Windmill in Bolsward, Netherlands

De Klaver (English: The Clover) or De Greate Klaver is a hollow post mill in Bolsward, Friesland, Netherlands which has been restored to working order. The mill is listed as a Rijksmonument, number 9860.

==History==
De Klaver was built in 1802. It drained an area of 249 pondemaat. Of this area, 34 pondemaat belonged to the mill owner, 50 pondemaat belonged to an orphanage and the remainder was divided amongst numerous other owners. The mill was in use until 1966. In that year a steel Archimedes' screw replaced the existing one. This was driven by a tractor. Restoration took place over the winter of 1980–81. The restored mill was opened on 10 June 1981. It was sold in that year to Stichting De Fryske Mole (English:Frisian Mills Foundation) for ƒ1.

==Description==

De Klaver is what the Dutch describe as a "spinnekopmolen" (English: Spider mill). It is a small hollow post mill winded by a winch. The four Common sails, which have a span of 12.00 m, are carried in a wooden windshaft. The windshaft also carries the brake wheel which has 33 pegs. This drives the wallower (17 pegs) at the top of the upright shaft, which passed through the main post.
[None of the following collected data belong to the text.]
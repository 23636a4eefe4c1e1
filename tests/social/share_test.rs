use axum::http::StatusCode;
use serde_json::{json, Value};

use crate::common::TestContext;

async fn share_count(ctx: &TestContext, token: &str, blog_id: i64) -> i64 {
    let body: Value = ctx
        .server
        .get(&format!("/blogs/{}", blog_id))
        .authorization_bearer(token)
        .await
        .json();
    body["data"]["share_count"].as_i64().unwrap()
}

#[tokio::test]
async fn share_increments_and_delete_decrements_counter() {
    let ctx = TestContext::new().await;
    let alice = ctx.user_token("alice").await;
    let bob = ctx.user_token("bob").await;
    let blog = ctx.create_blog(&alice, "Shareable").await;

    let response = ctx
        .server
        .post("/shares")
        .authorization_bearer(&bob)
        .json(&json!({ "blog_id": blog, "content": "look at this", "kind": "wow" }))
        .await;
    response.assert_status(StatusCode::CREATED);
    let body: Value = response.json();
    assert_eq!(body["data"]["kind"], "wow");
    assert_eq!(share_count(&ctx, &alice, blog).await, 1);

    let id = body["data"]["id"].as_i64().unwrap();
    let own: Value = ctx
        .server
        .get(&format!("/shares/{}", id))
        .authorization_bearer(&bob)
        .await
        .json();
    assert_eq!(own["status"], "success");

    let others: Value = ctx
        .server
        .get(&format!("/shares/{}", id))
        .authorization_bearer(&alice)
        .await
        .json();
    assert_eq!(others["status"], "failure");

    ctx.server
        .delete(&format!("/shares/{}", id))
        .authorization_bearer(&bob)
        .await
        .assert_status_ok();
    assert_eq!(share_count(&ctx, &alice, blog).await, 0);
}

#[tokio::test]
async fn unknown_share_kind_returns_bad_request() {
    let ctx = TestContext::new().await;
    let alice = ctx.user_token("alice").await;
    let blog = ctx.create_blog(&alice, "Shareable").await;

    ctx.server
        .post("/shares")
        .authorization_bearer(&alice)
        .json(&json!({ "blog_id": blog, "kind": "like" }))
        .await
        .assert_status(StatusCode::BAD_REQUEST);
}

#[tokio::test]
async fn sharing_missing_blog_is_soft_failure() {
    let ctx = TestContext::new().await;
    let alice = ctx.user_token("alice").await;

    let body: Value = ctx
        .server
        .post("/shares")
        .authorization_bearer(&alice)
        .json(&json!({ "blog_id": 77 }))
        .await
        .json();

    assert_eq!(body["status"], "failure");
}

#[tokio::test]
async fn list_and_delete_all_are_owner_scoped() {
    let ctx = TestContext::new().await;
    let alice = ctx.user_token("alice").await;
    let bob = ctx.user_token("bob").await;
    let blog = ctx.create_blog(&alice, "Shareable").await;
    for who in [&alice, &bob, &bob] {
        ctx.server
            .post("/shares")
            .authorization_bearer(who)
            .json(&json!({ "blog_id": blog }))
            .await;
    }

    let listed: Value = ctx.server.get("/shares").authorization_bearer(&bob).await.json();
    assert_eq!(listed["data"]["pagination"]["total"], 2);

    let wiped: Value = ctx.server.delete("/shares").authorization_bearer(&bob).await.json();
    assert_eq!(wiped["data"], 2);
    assert_eq!(share_count(&ctx, &alice, blog).await, 1);
}
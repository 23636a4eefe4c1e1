use chrono::{DateTime, Utc};
use serde::Serialize;
use sqlx::FromRow;

use crate::modules::reaction::ReactionsSummary;

/// Blog post with its author and reaction counts, as every read returns it.
#[derive(Debug, Clone, FromRow, Serialize)]
pub struct BlogView {
    pub id: i64,
    pub user_id: i64,
    pub author: String,
    pub title: String,
    pub content: String,
    pub comments_count: i64,
    pub share_count: i64,
    pub reacts_count: i64,
    pub created_at: DateTime<Utc>,
    pub updated_at: DateTime<Utc>,
    #[sqlx(flatten)]
    pub reactions: ReactionsSummary,
}
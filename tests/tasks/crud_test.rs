use axum::http::StatusCode;
use serde_json::{json, Value};

use crate::common::TestContext;

async fn create_task(ctx: &TestContext, token: &str, description: &str, days: i64) -> Value {
    let response = ctx
        .server
        .post("/tasks")
        .authorization_bearer(token)
        .json(&json!({ "description": description, "days_to_execution": days }))
        .await;
    response.assert_status(StatusCode::CREATED);
    let body: Value = response.json();
    body["data"].clone()
}

#[tokio::test]
async fn create_task_starts_pending_and_incomplete() {
    let ctx = TestContext::new().await;
    let token = ctx.user_token("alice").await;

    let task = create_task(&ctx, &token, "write report", 3).await;

    assert_eq!(task["description"], "write report");
    assert_eq!(task["status"], "pending");
    assert_eq!(task["complete"], false);
    assert_eq!(task["days_to_execution"], 3);
}

#[tokio::test]
async fn create_task_with_empty_description_returns_bad_request() {
    let ctx = TestContext::new().await;
    let token = ctx.user_token("alice").await;

    ctx.server
        .post("/tasks")
        .authorization_bearer(&token)
        .json(&json!({ "description": "", "days_to_execution": 1 }))
        .await
        .assert_status(StatusCode::BAD_REQUEST);
}

#[tokio::test]
async fn list_tasks_paginates_with_total() {
    let ctx = TestContext::new().await;
    let token = ctx.user_token("alice").await;
    for i in 0..15 {
        create_task(&ctx, &token, &format!("task {}", i), 2).await;
    }

    let first: Value = ctx
        .server
        .get("/tasks")
        .authorization_bearer(&token)
        .await
        .json();
    assert_eq!(first["data"]["items"].as_array().unwrap().len(), 10);
    assert_eq!(first["data"]["pagination"]["total"], 15);
    assert_eq!(first["data"]["pagination"]["page"], 1);

    let second: Value = ctx
        .server
        .get("/tasks?page=2&limit=10")
        .authorization_bearer(&token)
        .await
        .json();
    assert_eq!(second["data"]["items"].as_array().unwrap().len(), 5);
    assert_eq!(second["data"]["pagination"]["total"], 15);
}

#[tokio::test]
async fn list_tasks_rejects_out_of_range_limit() {
    let ctx = TestContext::new().await;
    let token = ctx.user_token("alice").await;

    ctx.server
        .get("/tasks?limit=500")
        .authorization_bearer(&token)
        .await
        .assert_status(StatusCode::BAD_REQUEST);
}

#[tokio::test]
async fn list_tasks_rejects_page_past_the_offset_range() {
    let ctx = TestContext::new().await;
    let token = ctx.user_token("alice").await;

    ctx.server
        .get("/tasks?page=9223372036854775807&limit=100")
        .authorization_bearer(&token)
        .await
        .assert_status(StatusCode::BAD_REQUEST);
}

#[tokio::test]
async fn tasks_are_scoped_to_their_owner() {
    let ctx = TestContext::new().await;
    let alice = ctx.user_token("alice").await;
    let bob = ctx.user_token("bob").await;
    let task = create_task(&ctx, &alice, "secret plan", 2).await;
    let id = task["id"].as_i64().unwrap();

    let body: Value = ctx
        .server
        .get(&format!("/tasks/{}", id))
        .authorization_bearer(&bob)
        .await
        .json();
    assert_eq!(body["status"], "failure");
    assert!(body.get("data").is_none());

    let listed: Value = ctx.server.get("/tasks").authorization_bearer(&bob).await.json();
    assert_eq!(listed["data"]["pagination"]["total"], 0);
}

#[tokio::test]
async fn search_matches_description_case_insensitively() {
    let ctx = TestContext::new().await;
    let token = ctx.user_token("alice").await;
    create_task(&ctx, &token, "Buy Groceries", 1).await;
    create_task(&ctx, &token, "call mum", 1).await;

    let body: Value = ctx
        .server
        .get("/tasks/search?description=groc")
        .authorization_bearer(&token)
        .await
        .json();

    let items = body["data"]["items"].as_array().unwrap();
    assert_eq!(items.len(), 1);
    assert_eq!(items[0]["description"], "Buy Groceries");
}

#[tokio::test]
async fn update_changes_description() {
    let ctx = TestContext::new().await;
    let token = ctx.user_token("alice").await;
    let task = create_task(&ctx, &token, "draft", 2).await;
    let id = task["id"].as_i64().unwrap();

    let body: Value = ctx
        .server
        .patch(&format!("/tasks/{}", id))
        .authorization_bearer(&token)
        .json(&json!({ "description": "final" }))
        .await
        .json();

    assert_eq!(body["status"], "success");
    assert_eq!(body["data"]["description"], "final");
}

#[tokio::test]
async fn complete_marks_pending_task_complete() {
    let ctx = TestContext::new().await;
    let token = ctx.user_token("alice").await;
    let task = create_task(&ctx, &token, "ship it", 2).await;
    let id = task["id"].as_i64().unwrap();

    let body: Value = ctx
        .server
        .post(&format!("/tasks/{}/complete", id))
        .authorization_bearer(&token)
        .await
        .json();

    assert_eq!(body["status"], "success");
    assert_eq!(body["data"]["complete"], true);
}

#[tokio::test]
async fn complete_rejects_overdue_task() {
    let ctx = TestContext::new().await;
    let token = ctx.user_token("alice").await;
    let task = create_task(&ctx, &token, "too late", -1).await;
    let id = task["id"].as_i64().unwrap();

    let body: Value = ctx
        .server
        .post(&format!("/tasks/{}/complete", id))
        .authorization_bearer(&token)
        .await
        .json();

    assert_eq!(body["status"], "failure");
}

#[tokio::test]
async fn filter_by_complete_flag() {
    let ctx = TestContext::new().await;
    let token = ctx.user_token("alice").await;
    let done = create_task(&ctx, &token, "done", 2).await;
    create_task(&ctx, &token, "open", 2).await;
    ctx.server
        .post(&format!("/tasks/{}/complete", done["id"]))
        .authorization_bearer(&token)
        .await;

    let body: Value = ctx
        .server
        .get("/tasks?complete=true")
        .authorization_bearer(&token)
        .await
        .json();

    let items = body["data"]["items"].as_array().unwrap();
    assert_eq!(items.len(), 1);
    assert_eq!(items[0]["description"], "done");
}

#[tokio::test]
async fn delete_one_then_delete_all() {
    let ctx = TestContext::new().await;
    let token = ctx.user_token("alice").await;
    let first = create_task(&ctx, &token, "one", 1).await;
    create_task(&ctx, &token, "two", 1).await;
    create_task(&ctx, &token, "three", 1).await;

    let deleted: Value = ctx
        .server
        .delete(&format!("/tasks/{}", first["id"]))
        .authorization_bearer(&token)
        .await
        .json();
    assert_eq!(deleted["status"], "success");

    let again: Value = ctx
        .server
        .delete(&format!("/tasks/{}", first["id"]))
        .authorization_bearer(&token)
        .await
        .json();
    assert_eq!(again["status"], "failure");

    let wiped: Value = ctx
        .server
        .delete("/tasks")
        .authorization_bearer(&token)
        .await
        .json();
    assert_eq!(wiped["data"], 2);
}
At the bottom of the upright shaft, the crown wheel (32 pegs) drives the Archimedes' screw via a gear wheel with 31 pegs. The Archimedes' screw has an axle diameter of 275 millimetres (10¾ in) and is 910 mm diameter overall. It is inclined at an angle of 27½°. Each revolution of the screw lifts 152 L of water.

==Public access==
De Klaver is open to the public by appointment.